Please go through the records below and return every line holding the word "Command".
** Data to process follows **
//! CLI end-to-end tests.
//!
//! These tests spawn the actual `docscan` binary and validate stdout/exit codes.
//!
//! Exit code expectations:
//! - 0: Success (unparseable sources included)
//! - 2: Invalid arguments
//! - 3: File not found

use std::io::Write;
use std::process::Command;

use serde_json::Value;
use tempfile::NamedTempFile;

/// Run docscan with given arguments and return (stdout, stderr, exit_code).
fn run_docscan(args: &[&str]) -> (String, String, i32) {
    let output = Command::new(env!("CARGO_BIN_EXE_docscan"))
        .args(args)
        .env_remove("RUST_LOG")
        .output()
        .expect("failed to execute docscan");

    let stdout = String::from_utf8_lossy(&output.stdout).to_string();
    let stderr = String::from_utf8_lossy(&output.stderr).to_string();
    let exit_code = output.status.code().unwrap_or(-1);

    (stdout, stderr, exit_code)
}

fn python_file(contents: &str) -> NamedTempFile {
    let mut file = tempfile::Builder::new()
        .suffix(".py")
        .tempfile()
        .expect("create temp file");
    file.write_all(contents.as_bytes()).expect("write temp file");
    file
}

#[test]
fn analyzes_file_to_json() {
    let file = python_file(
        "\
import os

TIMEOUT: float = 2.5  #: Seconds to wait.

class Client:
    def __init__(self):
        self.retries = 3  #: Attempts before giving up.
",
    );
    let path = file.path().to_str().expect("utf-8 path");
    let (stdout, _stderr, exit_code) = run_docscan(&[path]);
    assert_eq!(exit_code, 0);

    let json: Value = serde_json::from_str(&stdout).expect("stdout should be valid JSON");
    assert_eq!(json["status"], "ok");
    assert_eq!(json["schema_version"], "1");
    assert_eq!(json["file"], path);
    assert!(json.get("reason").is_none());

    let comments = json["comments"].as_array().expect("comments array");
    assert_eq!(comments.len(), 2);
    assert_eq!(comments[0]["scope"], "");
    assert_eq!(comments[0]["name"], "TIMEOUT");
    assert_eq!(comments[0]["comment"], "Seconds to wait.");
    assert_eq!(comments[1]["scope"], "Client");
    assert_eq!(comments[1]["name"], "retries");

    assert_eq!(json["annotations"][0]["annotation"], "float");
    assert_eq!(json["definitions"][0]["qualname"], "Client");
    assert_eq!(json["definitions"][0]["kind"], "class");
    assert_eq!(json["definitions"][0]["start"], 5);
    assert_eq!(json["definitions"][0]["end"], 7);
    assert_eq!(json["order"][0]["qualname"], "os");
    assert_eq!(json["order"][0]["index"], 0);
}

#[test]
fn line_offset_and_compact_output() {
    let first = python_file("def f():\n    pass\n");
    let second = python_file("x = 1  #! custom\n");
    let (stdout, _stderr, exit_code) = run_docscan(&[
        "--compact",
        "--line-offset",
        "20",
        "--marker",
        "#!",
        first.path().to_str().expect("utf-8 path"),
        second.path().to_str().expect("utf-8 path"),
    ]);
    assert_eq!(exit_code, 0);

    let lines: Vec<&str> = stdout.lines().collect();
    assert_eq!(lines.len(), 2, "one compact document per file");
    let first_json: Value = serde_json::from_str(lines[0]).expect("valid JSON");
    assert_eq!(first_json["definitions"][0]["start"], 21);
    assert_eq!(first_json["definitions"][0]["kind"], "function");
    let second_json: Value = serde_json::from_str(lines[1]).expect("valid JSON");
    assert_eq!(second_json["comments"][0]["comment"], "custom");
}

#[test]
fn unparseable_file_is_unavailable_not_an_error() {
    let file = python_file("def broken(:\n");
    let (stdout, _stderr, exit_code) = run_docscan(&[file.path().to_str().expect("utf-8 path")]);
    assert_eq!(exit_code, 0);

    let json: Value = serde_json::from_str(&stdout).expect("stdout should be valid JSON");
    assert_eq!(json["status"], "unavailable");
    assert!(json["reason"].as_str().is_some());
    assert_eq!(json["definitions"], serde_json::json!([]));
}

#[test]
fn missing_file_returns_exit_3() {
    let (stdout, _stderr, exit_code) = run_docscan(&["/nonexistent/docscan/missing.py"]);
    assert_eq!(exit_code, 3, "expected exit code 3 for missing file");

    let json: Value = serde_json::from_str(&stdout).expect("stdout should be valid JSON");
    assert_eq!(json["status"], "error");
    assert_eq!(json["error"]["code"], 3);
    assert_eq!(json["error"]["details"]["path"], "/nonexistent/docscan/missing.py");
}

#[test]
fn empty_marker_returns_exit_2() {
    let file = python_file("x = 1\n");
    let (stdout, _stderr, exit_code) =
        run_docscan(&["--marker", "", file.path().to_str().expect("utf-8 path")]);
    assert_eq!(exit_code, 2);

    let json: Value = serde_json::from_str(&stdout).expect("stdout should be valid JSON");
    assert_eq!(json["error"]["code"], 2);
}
** End of Data to process **
◆ **Task output**
use std::process::Command;
    let output = Command::new(env!("CARGO_BIN_EXE_docscan"))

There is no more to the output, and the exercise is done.